Mohalim and leading medical experts reject the city’s claim based on precedent and medical knowledge.
“The lawyers at Jones Day did an exceptional job at presenting exactly why the District Court erred in deciding against us on our preliminary injunction motion,” Yerachmiel Simins, an attorney for the plaintiffs, told Hamodia on Monday.
“Even DOH officials themselves admitted that the regulation targets a religious practice, and they also admitted to focusing on mohalim and Rabbanim to speak and act against their religious beliefs. We are hopeful, iy”H, that the Circuit Court will see the merits of our arguments,” Simins added.
In response to a request by Hamodia for comment, a lawyer for the city emailed back on Monday evening that “We haven’t seen the brief yet, but are confident the lower court’s thorough and well-reasoned decision upholding the rule will stand.”
In February, the appeals court refused a request for an emergency stay blocking implementation of the regulation.
The city now has 90 days to file their reply, and then the plaintiffs will have the opportunity to file their rejoinder.
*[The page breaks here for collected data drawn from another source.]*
//! Pager - maps page numbers to cached page buffers backed by one file.
//!
//! The [`Pager`] handles all direct file operations:
//! - Loading pages on first access
//! - Handing out new page numbers
//! - Writing dirty pages back to the file

use std::fs::{File, OpenOptions};
use std::io::{Read, Seek, SeekFrom, Write};
use std::path::Path;

use crate::common::config::{PAGE_SIZE, TABLE_MAX_PAGES};
use crate::common::PageId;
use crate::error::{Error, Result};
use crate::storage::Page;

/// A cached page plus its write-back state.
struct Slot {
    page: Box<Page>,
    is_dirty: bool,
}

/// Owns the table file and an arena of cached pages.
///
/// # File Layout
/// The table is stored as a single file with pages laid out sequentially:
/// ```text
/// ┌─────────┬─────────┬─────────┬─────────┬─────────┐
/// │ Page 0  │ Page 1  │ Page 2  │  ...    │ Page N  │
/// │ (4KB)   │ (4KB)   │ (4KB)   │         │ (4KB)   │
/// └─────────┴─────────┴─────────┴─────────┴─────────┘
/// Offset:  0      4096     8192    ...    N×4096
/// ```
///
/// # Caching
/// A page is read on first access and stays cached until the pager is
/// dropped. Nothing is ever evicted: the arena has exactly
/// [`TABLE_MAX_PAGES`] slots. Pages past the end of the file start out zeroed.
///
/// # Allocation
/// New pages come from a watermark: [`Pager::unused_page_id`] is always
/// `num_pages`, and page numbers are never reused.
///
/// # Thread Safety
/// `Pager` is single-threaded. All access goes through `&mut self`.
pub struct Pager {
    file: File,
    /// Number of whole pages currently in the file.
    pages_on_disk: u32,
    /// Number of pages in the table, including ones not yet written.
    num_pages: u32,
    slots: Vec<Option<Slot>>,
}

impl Pager {
    /// Open a table file, creating it if it doesn't exist.
    ///
    /// # Errors
    /// - `Error::Io` if the file cannot be opened or created
    /// - `Error::Corrupt` if the file length is not a whole number of pages,
    ///   or the file holds more than [`TABLE_MAX_PAGES`] pages
    pub fn open<P: AsRef<Path>>(path: P) -> Result<Self> {
        let file = OpenOptions::new()
            .read(true)
            .write(true)
            .create(true)
            .truncate(false)
            .open(path.as_ref())?;

        let file_size = file.metadata()?.len();
        if file_size % PAGE_SIZE as u64 != 0 {
            return Err(Error::Corrupt(format!(
                "file length {} is not a multiple of the page size",
                file_size
            )));
        }

        let page_count = file_size / PAGE_SIZE as u64;
        if page_count > TABLE_MAX_PAGES as u64 {
            return Err(Error::Corrupt(format!(
                "file holds {} pages, more than the limit of {}",
                page_count, TABLE_MAX_PAGES
            )));
        }

        tracing::debug!(
            path = %path.as_ref().display(),
            pages = page_count,
            "opened table file"
        );

        Ok(Self {
            file,
            pages_on_disk: page_count as u32,
            num_pages: page_count as u32,
            slots: (0..TABLE_MAX_PAGES).map(|_| None).collect(),
        })
    }

    /// Get a page for reading, loading it on first access.
    ///
    /// # Errors
    /// - `Error::PageOutOfBounds` if `page_id` is not below [`TABLE_MAX_PAGES`]
    /// - `Error::Io` if the page cannot be read
    pub fn page(&mut self, page_id: PageId) -> Result<&Page> {
        Ok(&self.slot(page_id)?.page)
    }

    /// Get a page for writing, loading it on first access.
    ///
    /// The page is marked dirty and will be written back on flush or close.
    ///
    /// # Errors
    /// Same as [`Pager::page`].
    pub fn page_mut(&mut self, page_id: PageId) -> Result<&mut Page> {
        let slot = self.slot(page_id)?;
        slot.is_dirty = true;
        Ok(&mut slot.page)
    }

    /// The next page number the watermark allocator will hand out.
    #[inline]
    pub fn unused_page_id(&self) -> PageId {
        PageId::new(self.num_pages)
    }

    /// Number of pages in the table, including unflushed ones.
    #[inline]
    pub fn num_pages(&self) -> u32 {
        self.num_pages
    }

    /// Number of pages that may still be allocated.
    #[inline]
    pub fn free_page_count(&self) -> usize {
        TABLE_MAX_PAGES.saturating_sub(self.num_pages as usize)
    }

    /// Whether the page is cached and has unflushed changes.
    pub fn is_dirty(&self, page_id: PageId) -> bool {
        self.slots
            .get(page_id.index())
            .and_then(Option::as_ref)
            .is_some_and(|slot| slot.is_dirty)
    }

    /// Write a cached page to its file offset.
    ///
    /// Pages that were never loaded have nothing to write and are skipped.
    ///
    /// # Errors
    /// - `Error::PageOutOfBounds` if `page_id` is not below [`TABLE_MAX_PAGES`]
    /// - `Error::Io` on a failed or partial write
    pub fn flush(&mut self, page_id: PageId) -> Result<()> {
        let index = page_id.index();
        if index >= TABLE_MAX_PAGES {
            return Err(Error::PageOutOfBounds {
                page: page_id.0,
                max: TABLE_MAX_PAGES,
            });
        }

        let Some(slot) = self.slots[index].as_mut() else {
            return Ok(());
        };

        self.file.seek(SeekFrom::Start(page_id.file_offset()))?;
        self.file.write_all(slot.page.as_slice())?;
        slot.is_dirty = false;

        if page_id.0 >= self.pages_on_disk {
            self.pages_on_disk = page_id.0 + 1;
        }

        tracing::debug!(page = page_id.0, "flushed page");
        Ok(())
    }

    /// Write every dirty page back and sync the file.
    ///
    /// The pager stays usable afterwards; dropping it closes the file.
    ///
    /// # Errors
    /// - `Error::Io` if any write or the final sync fails
    pub fn close(&mut self) -> Result<()> {
        for page_num in 0..self.num_pages {
            let page_id = PageId::new(page_num);
            if self.is_dirty(page_id) {
                self.flush(page_id)?;
            }
        }
        self.file.sync_all()?;
        Ok(())
    }

    /// Find or load the slot for a page.
    fn slot(&mut self, page_id: PageId) -> Result<&mut Slot> {
        let index = page_id.index();
        if index >= TABLE_MAX_PAGES {
            return Err(Error::PageOutOfBounds {
                page: page_id.0,
                max: TABLE_MAX_PAGES,
            });
        }

        let slot = match self.slots[index].take() {
            Some(slot) => slot,
            None => self.load(page_id)?,
        };
        Ok(self.slots[index].insert(slot))
    }

    /// Read a page from disk, or zero-fill it if it lies past the end of the file.
    fn load(&mut self, page_id: PageId) -> Result<Slot> {
        let mut page = Box::new(Page::new());

        if page_id.0 < self.pages_on_disk {
            self.file.seek(SeekFrom::Start(page_id.file_offset()))?;
            self.file.read_exact(page.as_mut_slice())?;
            tracing::debug!(page = page_id.0, "loaded page from disk");
        }

        if page_id.0 >= self.num_pages {
            self.num_pages = page_id.0 + 1;
        }

        Ok(Slot {
            page,
            is_dirty: false,
        })
    }
}

impl Drop for Pager {
    fn drop(&mut self) {
        if let Err(e) = self.close() {
            tracing::warn!("failed to flush pages while dropping pager: {e}");
        }
    }
}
At some later date — probably months from now — oral arguments are expected to take place.
The brief argues that the city is constitutionally prohibited from forcing mohalim to disseminate a message with which they disagree — namely, that metzitzah b’peh, which they believe to be a requirement of Jewish law and is safe, should not be performed.
In particular, the appeal takes aim at the lower court’s claim that the regulation does not compel speech because mohalim can avoid the requirement by refraining from conducting metzitzah b’peh.
In their argument, the plaintiffs stress that that reasoning conflicts with seminal Supreme Court cases and Second Circuit precedent, because nearly all cases of compelled speech involve conditions on voluntary conduct.
The appeal also seeks to discredit the claim by the city that MBP has been linked to the herpes simplex virus (“HSV”), calling the scientific basis for the department’s position to be “woefully lacking.”
“Not only is there no DNA proof that HSV has ever been transmitted via MBP, but empirical data fail to show even a statistical correlation between the practice and the disease,” the brief states.
“In the absence of real evidence, biological plausibility is merely educated speculation,” the lawyer for the Jewish organizations writes. “If transmission through MBP were not only plausible but also actually happening, one would expect a statistically significant association to appear in data. Yet the existing data do not show a correlation — much less a causal connection — between MBP and neonatal herpes.”
Informal data from Kiryas Joel, New York, where nearly every male infant is circumcised using MBP, show only one case of neonatal HSV over nearly three decades— “and the mohel in that case was proved not to be its source,” he wrote.
The brief also includes a newly released analysis by the Penn Medicine’s Center for Evidence-based Medicine of the city’s claims regarding MBP which largely corroborates positions taken by the expert witness for the plaintiffs and finds the city’s evidence base to be “small and significantly limited.”